On 9 September 2009, Icehole announced a free mini-game based on the EuroBasket 2009 tournament in Poland, featuring all 16 participating teams (as well as all European national teams already featured WBM 2009). The game featured two game modes (a Tournament mode for teams already qualified for the tournament, and a Qualification mode for all other European teams) and a new data editor for players to make changes to the teams' rosters.

==== World Basketball Manager 2010 ====
World Basketball Manager 2010 was released as a free upgrade of the series' previous installment. Adding no new features or mechanics, the 2010 version would update all tournament formats to their 2009/10 status, expanding the game database even further to include over 12.500 players, 1.400 managers and 975 teams. It was also the first in the series to be made available on Steam.

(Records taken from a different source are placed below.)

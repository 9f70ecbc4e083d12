//! Record types embedded in the session snapshot and in action payloads.

use chrono::{DateTime, Utc};
use serde::{Deserialize, Serialize};
use ts_rs::TS;

use crate::enums::{ActionType, ErrorComponent, ErrorSeverity, GraphicsQuality, SaveKind, StatField};
use crate::ids::{LevelId, SessionId, StarId};

// ---------------------------------------------------------------------------
// Selection
// ---------------------------------------------------------------------------

/// A selectable star or point of interest.
#[derive(Debug, Clone, PartialEq, Serialize, Deserialize, TS)]
#[serde(rename_all = "camelCase")]
#[ts(export, export_to = "bindings/")]
pub struct Star {
    /// Catalog identifier.
    pub id: StarId,
    /// Display name.
    pub name: String,
    /// Constellation the star belongs to, if any.
    #[serde(default)]
    pub constellation: Option<String>,
    /// Position on the sky dome in scene units.
    pub position: [f32; 3],
}

// ---------------------------------------------------------------------------
// Stats
// ---------------------------------------------------------------------------

/// Numeric progress counters.
///
/// Counters are signed so that a bad `STATS_UPDATE` can be observed and
/// clamped by the validator instead of wrapping.
#[derive(Debug, Clone, Copy, Default, PartialEq, Eq, Serialize, Deserialize, TS)]
#[serde(rename_all = "camelCase", default)]
#[ts(export, export_to = "bindings/")]
pub struct Stats {
    /// Number of stars discovered.
    pub stars_discovered: i64,
    /// Milliseconds spent exploring.
    pub time_explored_ms: i64,
    /// Number of recorded interactions.
    pub interactions: i64,
    /// Number of levels completed.
    pub levels_completed: i64,
    /// Number of items collected.
    pub items_collected: i64,
    /// Number of content pieces unlocked.
    pub content_unlocked: i64,
}

impl Stats {
    /// Read one counter.
    pub const fn get(&self, field: StatField) -> i64 {
        match field {
            StatField::StarsDiscovered => self.stars_discovered,
            StatField::TimeExploredMs => self.time_explored_ms,
            StatField::Interactions => self.interactions,
            StatField::LevelsCompleted => self.levels_completed,
            StatField::ItemsCollected => self.items_collected,
            StatField::ContentUnlocked => self.content_unlocked,
        }
    }

    /// Return a copy with one counter replaced.
    #[must_use]
    pub const fn with(mut self, field: StatField, value: i64) -> Self {
        match field {
            StatField::StarsDiscovered => self.stars_discovered = value,
            StatField::TimeExploredMs => self.time_explored_ms = value,
            StatField::Interactions => self.interactions = value,
            StatField::LevelsCompleted => self.levels_completed = value,
            StatField::ItemsCollected => self.items_collected = value,
            StatField::ContentUnlocked => self.content_unlocked = value,
        }
        self
    }

    /// Return a copy with one counter incremented by one, saturating.
    #[must_use]
    pub const fn bumped(self, field: StatField) -> Self {
        let next = self.get(field).saturating_add(1);
        self.with(field, next)
    }
}

/// Partial overwrite of the stats record. `None` leaves a counter alone.
#[derive(Debug, Clone, Copy, Default, PartialEq, Eq, Serialize, Deserialize, TS)]
#[serde(rename_all = "camelCase", default)]
#[ts(export, export_to = "bindings/")]
pub struct StatsPatch {
    /// New value for `starsDiscovered`.
    pub stars_discovered: Option<i64>,
    /// New value for `timeExploredMs`.
    pub time_explored_ms: Option<i64>,
    /// New value for `interactions`.
    pub interactions: Option<i64>,
    /// New value for `levelsCompleted`.
    pub levels_completed: Option<i64>,
    /// New value for `itemsCollected`.
    pub items_collected: Option<i64>,
    /// New value for `contentUnlocked`.
    pub content_unlocked: Option<i64>,
}

impl StatsPatch {
    /// Apply the patch, returning the patched record.
    #[must_use]
    pub fn apply(&self, stats: Stats) -> Stats {
        let entries = [
            (StatField::StarsDiscovered, self.stars_discovered),
            (StatField::TimeExploredMs, self.time_explored_ms),
            (StatField::Interactions, self.interactions),
            (StatField::LevelsCompleted, self.levels_completed),
            (StatField::ItemsCollected, self.items_collected),
            (StatField::ContentUnlocked, self.content_unlocked),
        ];
        entries
            .into_iter()
            .fold(stats, |acc, (field, value)| match value {
                Some(value) => acc.with(field, value),
                None => acc,
            })
    }
}

// ---------------------------------------------------------------------------
// Settings
// ---------------------------------------------------------------------------

/// User-configurable settings.
#[derive(Debug, Clone, Copy, PartialEq, Serialize, Deserialize, TS)]
#[serde(rename_all = "camelCase", default)]
#[ts(export, export_to = "bindings/")]
pub struct Settings {
    /// Master volume in `0.0..=1.0`.
    pub master_volume: f32,
    /// Whether background music plays.
    pub music_enabled: bool,
    /// Mouse-look sensitivity multiplier.
    pub mouse_sensitivity: f32,
    /// Invert vertical mouse look.
    pub invert_y: bool,
    /// Vertical field of view in degrees.
    pub field_of_view: f32,
    /// Show contextual hints.
    pub show_hints: bool,
    /// Rendering quality preset.
    pub quality: GraphicsQuality,
    /// Whether autosave is enabled.
    pub autosave_enabled: bool,
}

impl Settings {
    /// Allowed master volume range.
    pub const VOLUME_RANGE: (f32, f32) = (0.0, 1.0);
    /// Allowed mouse sensitivity range.
    pub const SENSITIVITY_RANGE: (f32, f32) = (0.1, 5.0);
    /// Allowed field-of-view range in degrees.
    pub const FOV_RANGE: (f32, f32) = (30.0, 120.0);
}

impl Default for Settings {
    fn default() -> Self {
        Self {
            master_volume: 0.8,
            music_enabled: true,
            mouse_sensitivity: 1.0,
            invert_y: false,
            field_of_view: 75.0,
            show_hints: true,
            quality: GraphicsQuality::Medium,
            autosave_enabled: true,
        }
    }
}

/// Partial settings update. `None` leaves a value alone.
#[derive(Debug, Clone, Copy, Default, PartialEq, Serialize, Deserialize, TS)]
#[serde(rename_all = "camelCase", default)]
#[ts(export, export_to = "bindings/")]
pub struct SettingsPatch {
    /// New master volume.
    pub master_volume: Option<f32>,
    /// New music toggle.
    pub music_enabled: Option<bool>,
    /// New mouse sensitivity.
    pub mouse_sensitivity: Option<f32>,
    /// New invert-Y toggle.
    pub invert_y: Option<bool>,
    /// New field of view.
    pub field_of_view: Option<f32>,
    /// New hints toggle.
    pub show_hints: Option<bool>,
    /// New quality preset.
    pub quality: Option<GraphicsQuality>,
    /// New autosave toggle.
    pub autosave_enabled: Option<bool>,
}

impl SettingsPatch {
    /// Whether the patch changes nothing.
    pub const fn is_empty(&self) -> bool {
        self.master_volume.is_none()
            && self.music_enabled.is_none()
            && self.mouse_sensitivity.is_none()
            && self.invert_y.is_none()
            && self.field_of_view.is_none()
            && self.show_hints.is_none()
            && self.quality.is_none()
            && self.autosave_enabled.is_none()
    }

    /// Apply the patch, returning the patched settings.
    #[must_use]
    pub fn apply(&self, settings: Settings) -> Settings {
        Settings {
            master_volume: self.master_volume.unwrap_or(settings.master_volume),
            music_enabled: self.music_enabled.unwrap_or(settings.music_enabled),
            mouse_sensitivity: self.mouse_sensitivity.unwrap_or(settings.mouse_sensitivity),
            invert_y: self.invert_y.unwrap_or(settings.invert_y),
            field_of_view: self.field_of_view.unwrap_or(settings.field_of_view),
            show_hints: self.show_hints.unwrap_or(settings.show_hints),
            quality: self.quality.unwrap_or(settings.quality),
            autosave_enabled: self.autosave_enabled.unwrap_or(settings.autosave_enabled),
        }
    }
}

// ---------------------------------------------------------------------------
// Session
// ---------------------------------------------------------------------------

/// Session identity and accumulated play time.
#[derive(Debug, Clone, PartialEq, Eq, Serialize, Deserialize, TS)]
#[serde(rename_all = "camelCase")]
#[ts(export, export_to = "bindings/")]
pub struct SessionMeta {
    /// Identifier of the current session.
    pub session_id: SessionId,
    /// When the current session started.
    pub started_at: DateTime<Utc>,
    /// Play time accumulated across all sessions, in milliseconds.
    pub play_time_ms: i64,
    /// The level a reset returns to.
    pub home_level: LevelId,
}

/// Coarse lifecycle flags.
#[derive(Debug, Clone, Copy, Default, PartialEq, Eq, Serialize, Deserialize, TS)]
#[serde(rename_all = "camelCase", default)]
#[ts(export, export_to = "bindings/")]
pub struct Lifecycle {
    /// `GAME_INITIALIZED` has been dispatched.
    pub initialized: bool,
    /// The session is paused.
    pub paused: bool,
}

/// A level transition between `START` and `SUCCESS`/`FAILURE`.
#[derive(Debug, Clone, PartialEq, Eq, Serialize, Deserialize, TS)]
#[serde(rename_all = "camelCase")]
#[ts(export, export_to = "bindings/")]
pub struct PendingTransition {
    /// Level being left.
    pub from: LevelId,
    /// Level being entered.
    pub to: LevelId,
    /// When the transition was requested.
    pub started_at: DateTime<Utc>,
}

/// A scheduled sky event shown on the session timeline.
#[derive(Debug, Clone, PartialEq, Eq, Serialize, Deserialize, TS)]
#[serde(rename_all = "camelCase")]
#[ts(export, export_to = "bindings/")]
pub struct TimelineEvent {
    /// Event identifier.
    pub id: String,
    /// Display label.
    pub label: String,
    /// Offset from session start, in milliseconds.
    pub at_ms: i64,
    /// Star the event highlights, if any.
    #[serde(default)]
    pub star: Option<StarId>,
}

// ---------------------------------------------------------------------------
// Persistence status
// ---------------------------------------------------------------------------

/// Save/load progress as seen by the UI.
#[derive(Debug, Clone, Default, PartialEq, Eq, Serialize, Deserialize, TS)]
#[serde(rename_all = "camelCase", default)]
#[ts(export, export_to = "bindings/")]
pub struct PersistenceStatus {
    /// A save is in flight.
    pub saving: bool,
    /// A load is in flight.
    pub loading: bool,
    /// Epoch milliseconds of the last successful save.
    pub last_saved_at: Option<i64>,
    /// Kind of the last successful save.
    pub last_save_kind: Option<SaveKind>,
    /// A save failed; the session keeps running without local persistence.
    pub memory_only: bool,
    /// Message of the most recent save or load failure.
    pub last_error: Option<String>,
}

// ---------------------------------------------------------------------------
// Errors
// ---------------------------------------------------------------------------

/// An error surfaced through `ERROR_OCCURRED`.
#[derive(Debug, Clone, PartialEq, Eq, Serialize, Deserialize, TS)]
#[serde(rename_all = "camelCase")]
#[ts(export, export_to = "bindings/")]
pub struct ErrorRecord {
    /// Internal error text (logged, never shown to the player verbatim).
    pub error: String,
    /// Reporting component.
    pub component: ErrorComponent,
    /// Additional context for debugging.
    #[serde(default)]
    pub detail: Option<String>,
    /// Severity band.
    pub severity: ErrorSeverity,
    /// Whether the session can keep going unaided.
    pub recoverable: bool,
    /// The operation that failed, when the component runs more than one.
    #[serde(default)]
    pub operation: Option<ActionType>,
}

impl ErrorRecord {
    /// Build a record using the component's default severity band.
    pub fn new(component: ErrorComponent, error: impl Into<String>, recoverable: bool) -> Self {
        Self {
            error: error.into(),
            component,
            detail: None,
            severity: component.default_severity(recoverable),
            recoverable,
            operation: None,
        }
    }

    /// Attach debugging detail.
    #[must_use]
    pub fn with_detail(mut self, detail: impl Into<String>) -> Self {
        self.detail = Some(detail.into());
        self
    }

    /// Name the operation that failed.
    #[must_use]
    pub const fn with_operation(mut self, operation: ActionType) -> Self {
        self.operation = Some(operation);
        self
    }

    /// Override the severity band.
    #[must_use]
    pub const fn with_severity(mut self, severity: ErrorSeverity) -> Self {
        self.severity = severity;
        self
    }
}

/// A validator auto-fix surfaced through `ERROR_RECOVERED`.
#[derive(Debug, Clone, PartialEq, Eq, Serialize, Deserialize, TS)]
#[serde(rename_all = "camelCase")]
#[ts(export, export_to = "bindings/")]
pub struct RecoveryRecord {
    /// The action whose result needed repair.
    pub trigger: String,
    /// Human-readable description of each repair.
    pub fixes: Vec<String>,
    /// When the repair happened.
    pub at: DateTime<Utc>,
}

/// Error bookkeeping kept in the snapshot.
#[derive(Debug, Clone, Default, PartialEq, Eq, Serialize, Deserialize, TS)]
#[serde(rename_all = "camelCase", default)]
#[ts(export, export_to = "bindings/")]
pub struct ErrorLog {
    /// Most recent error.
    pub last: Option<ErrorRecord>,
    /// Number of `ERROR_OCCURRED` actions reduced.
    pub occurred: u64,
    /// Number of `ERROR_RECOVERED` actions reduced.
    pub recovered: u64,
    /// Most recent automatic repair.
    pub last_recovery: Option<RecoveryRecord>,
}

This would become the standard format for WBM games for the next 5 years (with season 2015 being the last update the game received), until the release of World Basketball Manager 2. Another free mini-game, this time based on the 2014 FIBA Basketball World Cup, with a similar premise to the EuroBasket 2009 edition, was released in September 2014, featuring all 24 participating teams, tournament venues, drawn Groups and national team rosters.

===World Basketball Manager 2===
On February 2, 2017, Icehole announced the release World Basketball Manager 2, a new entry in the WBM series and the first game of the franchise to be available on Mac. Development on the game had started in 2013, with the game's release being planned for the summer of 2014, but after an unsuccessful Indiegogo campaign to raise 25,000€, the game was delayed until its 2017 release date.

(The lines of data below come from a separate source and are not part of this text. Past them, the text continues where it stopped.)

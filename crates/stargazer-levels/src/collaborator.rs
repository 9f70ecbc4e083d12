//! Contracts for the rendering-side collaborators the orchestrator drives.
//!
//! The orchestrator never builds scenes itself. It asks a [`LevelFactory`]
//! for a [`LevelHandle`], disposes handles it no longer needs, and asks a
//! [`CameraPositioner`] to apply a level's default view.

use std::future::Future;

use stargazer_types::LevelId;

use crate::error::{CameraError, LevelLoadError};

/// A loaded level's resources.
pub trait LevelHandle: Send {
    /// The level this handle belongs to.
    fn level_id(&self) -> &LevelId;

    /// Release the level's resources. Called at most once per handle.
    fn dispose(&mut self) -> Result<(), LevelLoadError>;
}

/// Builds levels. Loading may suspend and may fail.
pub trait LevelFactory: Send + Sync {
    /// Handle type produced by [`load`](Self::load).
    type Handle: LevelHandle + 'static;

    /// Construct and initialize `level`.
    fn load(
        &self,
        level: &LevelId,
    ) -> impl Future<Output = Result<Self::Handle, LevelLoadError>> + Send;
}

/// Moves the camera and player to a level's defaults.
pub trait CameraPositioner: Send + Sync {
    /// Apply `level`'s default camera placement.
    fn apply_level_defaults(&self, level: &LevelId) -> Result<(), CameraError>;
}
//! Level transition state machine against a live engine and stub
//! collaborators. Time is paused so load delays and timeouts are exact.

// Integration tests use expect/unwrap extensively for clarity -- panicking
// on failure is the correct behavior in test code.
#![allow(
    clippy::expect_used,
    clippy::unwrap_used,
    clippy::panic,
    clippy::indexing_slicing,
    clippy::too_many_lines
)]

use std::sync::Arc;
use std::time::Duration;

use stargazer_core::{Engine, EngineConfig};
use stargazer_levels::{
    LevelLoadError, LevelOrchestrator, StubCamera, StubEvent, StubLevelFactory, TransitionError,
    TransitionOutcome, TransitionPhase,
};
use stargazer_types::{ActionKind, ActionType, ErrorSeverity, LevelId};

type Orchestrator = LevelOrchestrator<StubLevelFactory, StubCamera>;

fn level(id: &str) -> LevelId {
    LevelId::new(id)
}

async fn setup(factory: StubLevelFactory) -> (Arc<Engine>, Arc<Orchestrator>) {
    let config = EngineConfig::default();
    let engine = Engine::builder(&config).build();
    let orchestrator = Arc::new(LevelOrchestrator::new(
        Arc::clone(&engine),
        factory,
        StubCamera::new(),
        &config.levels,
    ));
    orchestrator
        .activate_initial()
        .await
        .expect("initial level loads");
    (engine, orchestrator)
}

fn dispatched(engine: &Engine) -> Vec<ActionType> {
    engine
        .history()
        .entries()
        .map(|entry| entry.action.action_type())
        .collect()
}

fn count(engine: &Engine, wanted: ActionType) -> usize {
    dispatched(engine)
        .into_iter()
        .filter(|action_type| *action_type == wanted)
        .count()
}

// =============================================================================
// Happy path
// =============================================================================

#[tokio::test(start_paused = true)]
async fn transition_walks_every_phase() {
    let factory = StubLevelFactory::new().with_delay("miranda", Duration::from_millis(250));
    let (engine, orchestrator) = setup(factory).await;
    assert_eq!(orchestrator.phase(), TransitionPhase::Idle);
    assert_eq!(orchestrator.active_level(), Some(level("observatory")));

    let outcome = orchestrator
        .request_transition(level("miranda"))
        .await
        .expect("transition");
    match outcome {
        TransitionOutcome::Completed {
            from,
            to,
            duration_ms,
        } => {
            assert_eq!(from, level("observatory"));
            assert_eq!(to, level("miranda"));
            assert_eq!(duration_ms, 250);
        }
        other => panic!("unexpected outcome {other:?}"),
    }

    let state = engine.state();
    assert_eq!(state.current_level, level("miranda"));
    assert_eq!(state.previous_level, Some(level("observatory")));
    assert!(state.transition.is_none());
    assert_eq!(orchestrator.phase(), TransitionPhase::Idle);
    assert_eq!(orchestrator.active_level(), Some(level("miranda")));
    assert_eq!(
        dispatched(&engine),
        vec![
            ActionType::LevelTransitionStart,
            ActionType::LevelTransitionSuccess
        ]
    );
    assert_eq!(
        orchestrator.factory().events(),
        vec![
            StubEvent::Loaded(level("observatory")),
            StubEvent::Disposed(level("observatory")),
            StubEvent::Loaded(level("miranda")),
        ]
    );
    assert_eq!(
        orchestrator.camera().applied(),
        vec![level("observatory"), level("miranda")]
    );
}

#[tokio::test(start_paused = true)]
async fn same_level_is_unchanged() {
    let (engine, orchestrator) = setup(StubLevelFactory::new()).await;
    let outcome = orchestrator
        .request_transition(level("observatory"))
        .await
        .expect("no-op");
    assert_eq!(outcome, TransitionOutcome::Unchanged);
    assert!(dispatched(&engine).is_empty());
}

#[tokio::test(start_paused = true)]
async fn unknown_level_is_reported_without_starting() {
    let (engine, orchestrator) = setup(StubLevelFactory::new()).await;
    let error = orchestrator
        .request_transition(level("atlantis"))
        .await
        .expect_err("unknown");
    assert!(matches!(error, TransitionError::UnknownLevel { .. }));
    assert_eq!(dispatched(&engine), vec![ActionType::ErrorOccurred]);
    let record = engine.state().errors.last.clone().unwrap();
    assert_eq!(
        record.component,
        stargazer_types::ErrorComponent::LevelOrchestrator
    );
    assert_eq!(orchestrator.phase(), TransitionPhase::Idle);
}

// =============================================================================
// Failure and rollback
// =============================================================================

#[tokio::test(start_paused = true)]
async fn load_failure_rolls_back_and_accepts_new_requests() {
    let (engine, orchestrator) = setup(StubLevelFactory::new()).await;
    orchestrator.factory().set_load_failure("forest", true);

    let error = orchestrator
        .request_transition(level("forest"))
        .await
        .expect_err("scripted failure");
    assert!(matches!(
        error,
        TransitionError::Level(LevelLoadError::Load { .. })
    ));
    assert_eq!(orchestrator.phase(), TransitionPhase::Failed);
    assert_eq!(orchestrator.active_level(), Some(level("observatory")));

    let state = engine.state();
    assert_eq!(state.current_level, level("observatory"));
    assert!(state.transition.is_none());
    assert_eq!(state.errors.occurred, 1);
    assert_eq!(
        dispatched(&engine),
        vec![
            ActionType::LevelTransitionStart,
            ActionType::LevelTransitionFailure,
            ActionType::ErrorOccurred,
        ]
    );

    orchestrator.factory().set_load_failure("forest", false);
    let outcome = orchestrator
        .request_transition(level("forest"))
        .await
        .expect("retry from Failed");
    assert!(matches!(outcome, TransitionOutcome::Completed { .. }));
    assert_eq!(engine.state().current_level, level("forest"));
    assert_eq!(orchestrator.phase(), TransitionPhase::Idle);
}

#[tokio::test(start_paused = true)]
async fn slow_load_times_out() {
    let factory = StubLevelFactory::new().with_delay("planetarium", Duration::from_secs(60));
    let (engine, orchestrator) = setup(factory).await;

    let error = orchestrator
        .request_transition(level("planetarium"))
        .await
        .expect_err("timeout");
    assert!(matches!(
        error,
        TransitionError::Timeout {
            timeout_ms: 15_000,
            ..
        }
    ));
    assert_eq!(engine.state().current_level, level("observatory"));
    assert_eq!(count(&engine, ActionType::LevelTransitionFailure), 1);
    assert_eq!(count(&engine, ActionType::LevelTransitionSuccess), 0);
}

#[tokio::test(start_paused = true)]
async fn disposal_failure_fails_the_transition() {
    let (engine, orchestrator) = setup(StubLevelFactory::new()).await;
    orchestrator.factory().fail_disposal("observatory");

    let error = orchestrator
        .request_transition(level("miranda"))
        .await
        .expect_err("dispose fails");
    assert!(matches!(
        error,
        TransitionError::Level(LevelLoadError::Dispose { .. })
    ));
    assert_eq!(engine.state().current_level, level("observatory"));
    assert_eq!(orchestrator.phase(), TransitionPhase::Failed);
    assert_eq!(orchestrator.active_level(), Some(level("observatory")));
}

#[tokio::test(start_paused = true)]
async fn camera_failure_is_minor() {
    let (engine, orchestrator) = setup(StubLevelFactory::new()).await;
    orchestrator.camera().set_failing(true);

    let outcome = orchestrator
        .request_transition(level("planetarium"))
        .await
        .expect("transition still succeeds");
    assert!(matches!(outcome, TransitionOutcome::Completed { .. }));
    let state = engine.state();
    assert_eq!(state.current_level, level("planetarium"));
    assert_eq!(
        state.errors.last.as_ref().unwrap().severity,
        ErrorSeverity::Low
    );
}

// =============================================================================
// Supersession
// =============================================================================

#[tokio::test(start_paused = true)]
async fn newer_request_supersedes_in_flight_load() {
    let factory = StubLevelFactory::new()
        .with_delay("miranda", Duration::from_secs(1))
        .with_delay("forest", Duration::from_millis(100));
    let (engine, orchestrator) = setup(factory).await;

    let first = {
        let orchestrator = Arc::clone(&orchestrator);
        tokio::spawn(async move { orchestrator.request_transition(level("miranda")).await })
    };
    tokio::time::sleep(Duration::from_millis(10)).await;
    assert_eq!(orchestrator.phase(), TransitionPhase::Loading);

    let second = orchestrator
        .request_transition(level("forest"))
        .await
        .expect("second transition");
    assert!(matches!(second, TransitionOutcome::Completed { .. }));

    let first = first.await.expect("task").expect("superseded, not failed");
    assert_eq!(first, TransitionOutcome::Superseded);

    let state = engine.state();
    assert_eq!(state.current_level, level("forest"));
    assert_eq!(state.previous_level, Some(level("observatory")));
    assert_eq!(orchestrator.active_level(), Some(level("forest")));
    assert_eq!(orchestrator.phase(), TransitionPhase::Idle);

    // Exactly one outcome, and it belongs to the newer request.
    let outcomes: Vec<LevelId> = engine
        .history()
        .entries()
        .filter_map(|entry| match &entry.action.kind {
            ActionKind::LevelTransitionSuccess { to, .. }
            | ActionKind::LevelTransitionFailure { to, .. } => Some(to.clone()),
            _ => None,
        })
        .collect();
    assert_eq!(outcomes, vec![level("forest")]);
    assert_eq!(count(&engine, ActionType::LevelTransitionStart), 2);

    // The stale miranda load was disposed on arrival.
    assert_eq!(
        orchestrator.factory().events(),
        vec![
            StubEvent::Loaded(level("observatory")),
            StubEvent::Disposed(level("observatory")),
            StubEvent::Loaded(level("forest")),
            StubEvent::Loaded(level("miranda")),
            StubEvent::Disposed(level("miranda")),
        ]
    );
}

WBM2 marked the departure of the series from its previous text-based visual presentation, introducing a new visual 2D match engine, an improved and more legible user interface as well as a number of improvements in the technological area and AI. The game's database included over 13.500 players, 1.100 basketball teams and more than 100 Club and National Team tournaments, while the game featured support for 12 languages upon its release.

===World Basketball Manager X===
World Basketball Manager X is the latest game in the WBM series, released on May 23, 2019 for Microsoft Windows, with a MacOS version following in 2020. WBMX is based on the WBM2 engine, introducing several improvements and updates over its predecessor.

==Other games==

===Spin-offs===
====World Basketball Manager Tycoon====
On June 4, 2013 Icehole Games announced the release of the series' first (and to this day, only) spin-off title, World Basketball Manager Tycoon. The game is a departure from the strict management simulation format established by the other WBM games, instead opting for a mixture between the former and a tycoon game experience. In July 2014, Icehole announced that the game would receive a physical release in Poland, distributed by IQ Publishing.

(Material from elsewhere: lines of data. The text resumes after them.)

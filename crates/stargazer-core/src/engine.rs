//! The dispatcher: owner of the current snapshot and the only path by which
//! it changes.
//!
//! # Dispatch sequence
//!
//! 1. Reject reentrant dispatch from the dispatching thread.
//! 2. Run middleware `before` hooks in registration order.
//! 3. Reduce.
//! 4. Validate (report-only). On errors, auto-fix. A repair queues
//!    `ERROR_RECOVERED`; anything left unrepaired queues `ERROR_OCCURRED`.
//!    The dispatch commits either way.
//! 5. Publish the new snapshot.
//! 6. Append to the bounded history.
//! 7. Notify subscribers in registration order. A failing or panicking
//!    subscriber is logged; later subscribers still run.
//! 8. Run middleware `after` hooks.
//!
//! Queued follow-up actions then run through the same sequence before
//! `dispatch` returns. Follow-ups never queue further follow-ups.
//!
//! Dispatches from different threads are serialized; nothing interleaves
//! with a dispatch in progress.

use std::collections::VecDeque;
use std::panic::{AssertUnwindSafe, catch_unwind};
use std::sync::atomic::{AtomicU64, Ordering};
use std::sync::{Arc, Mutex, MutexGuard, PoisonError, RwLock, Weak};
use std::thread::{self, ThreadId};

use stargazer_types::{
    Action, ActionSource, ActionType, ErrorComponent, ErrorRecord, ErrorSeverity, Snapshot,
    creators,
};
use tracing::{error, info, warn};

use crate::config::EngineConfig;
use crate::history::{ActionHistory, ActionHistoryEntry, SnapshotDigest};
use crate::middleware::{
    ActionLog, AutosaveSignal, AutosaveTrigger, DispatchTiming, Middleware, MiddlewareChain,
    PayloadGuard, PersistRequestRelay, PersistRequests, SequenceStamp, TimingHandle,
};
use crate::reducer::reduce;
use crate::registry::LevelRegistry;
use crate::validator::{ValidationResult, Validator};

/// Errors returned by [`Engine::dispatch`].
#[derive(Debug, thiserror::Error)]
pub enum DispatchError {
    /// `dispatch` was called from inside a dispatch on the same thread,
    /// typically from a subscriber callback.
    #[error("reentrant dispatch of {action_type} rejected")]
    Reentrant {
        /// Type of the rejected action.
        action_type: ActionType,
    },
}

/// Errors returned by [`Engine::replay`].
#[derive(Debug, thiserror::Error)]
pub enum ReplayError {
    /// Entries were evicted, so the origin no longer leads to the present.
    #[error("history truncated: {evicted} entries evicted")]
    Truncated {
        /// Number of evicted entries.
        evicted: u64,
    },

    /// Re-reducing produced a snapshot that does not match the recorded
    /// digest.
    #[error("replay diverged at sequence {sequence}")]
    Diverged {
        /// Sequence number of the first mismatching entry.
        sequence: u64,
    },
}

/// Error a subscriber may return from a notification.
#[derive(Debug, thiserror::Error)]
pub enum SubscriberError {
    /// The subscriber could not handle the notification.
    #[error("subscriber failed: {reason}")]
    Failed {
        /// What went wrong.
        reason: String,
    },
}

/// Receives `(action, previous, next)` after every committed dispatch.
///
/// Implemented for any matching closure.
pub trait Subscriber: Send + Sync {
    /// Handle one committed dispatch.
    fn notify(
        &self,
        action: &Action,
        previous: &Arc<Snapshot>,
        next: &Arc<Snapshot>,
    ) -> Result<(), SubscriberError>;
}

impl<F> Subscriber for F
where
    F: Fn(&Action, &Arc<Snapshot>, &Arc<Snapshot>) -> Result<(), SubscriberError> + Send + Sync,
{
    fn notify(
        &self,
        action: &Action,
        previous: &Arc<Snapshot>,
        next: &Arc<Snapshot>,
    ) -> Result<(), SubscriberError> {
        self(action, previous, next)
    }
}

type SubscriberList = Vec<(u64, Arc<dyn Subscriber>)>;

/// Removes a subscriber registered with [`Engine::subscribe`].
///
/// Dropping the handle without calling [`unsubscribe`](Self::unsubscribe)
/// leaves the subscriber registered.
#[derive(Debug)]
pub struct UnsubscribeHandle {
    id: u64,
    list: Weak<Mutex<SubscriberList>>,
}

impl UnsubscribeHandle {
    /// Remove the subscriber. Returns `false` if it was already gone or the
    /// engine has been dropped.
    pub fn unsubscribe(self) -> bool {
        let Some(list) = self.list.upgrade() else {
            return false;
        };
        let mut list = lock(&list);
        let before = list.len();
        list.retain(|(id, _)| *id != self.id);
        list.len() != before
    }
}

WBM Tycoon features over 100 national and international competitions, 1000+ clubs (including national teams), 12.500+ basketball players and over 1200 managers, sharing the same database and match AI with the regular WBM game series. Maintaining much of the managerial aspects found in the previous games, WBM Tycoon players are further tasked with successfully building and maintaining a basketball franchise through business ownership as an entrepreneur. This includes managing the club's finances, facilities and team overall winning form.

== Licensing ==
Due to the absence of any licensing, each WBM release includes "unofficial" league, club, player and manager names, with clubs either using obvious city names (such as Barcelona being called "Barcelonia" or "Regal Barca"), nicknames (such as AEK Athens being called "Enosi"), or misspelled names (such as the Miami Heat being called "Muami Hiat"). However, a community-maintained database has been created by fans of the game, called the Real Names & Images Project, which includes real team logos, player and manager photos, more than 9600 real names of basketball players, 650 actual team names and 1000 actual manager names from 194 countries. In order for the database to be updated every season, the users have created a network of researchers who update and make the data available for download through an unofficial, but condoned by Icehole Real Names Patch.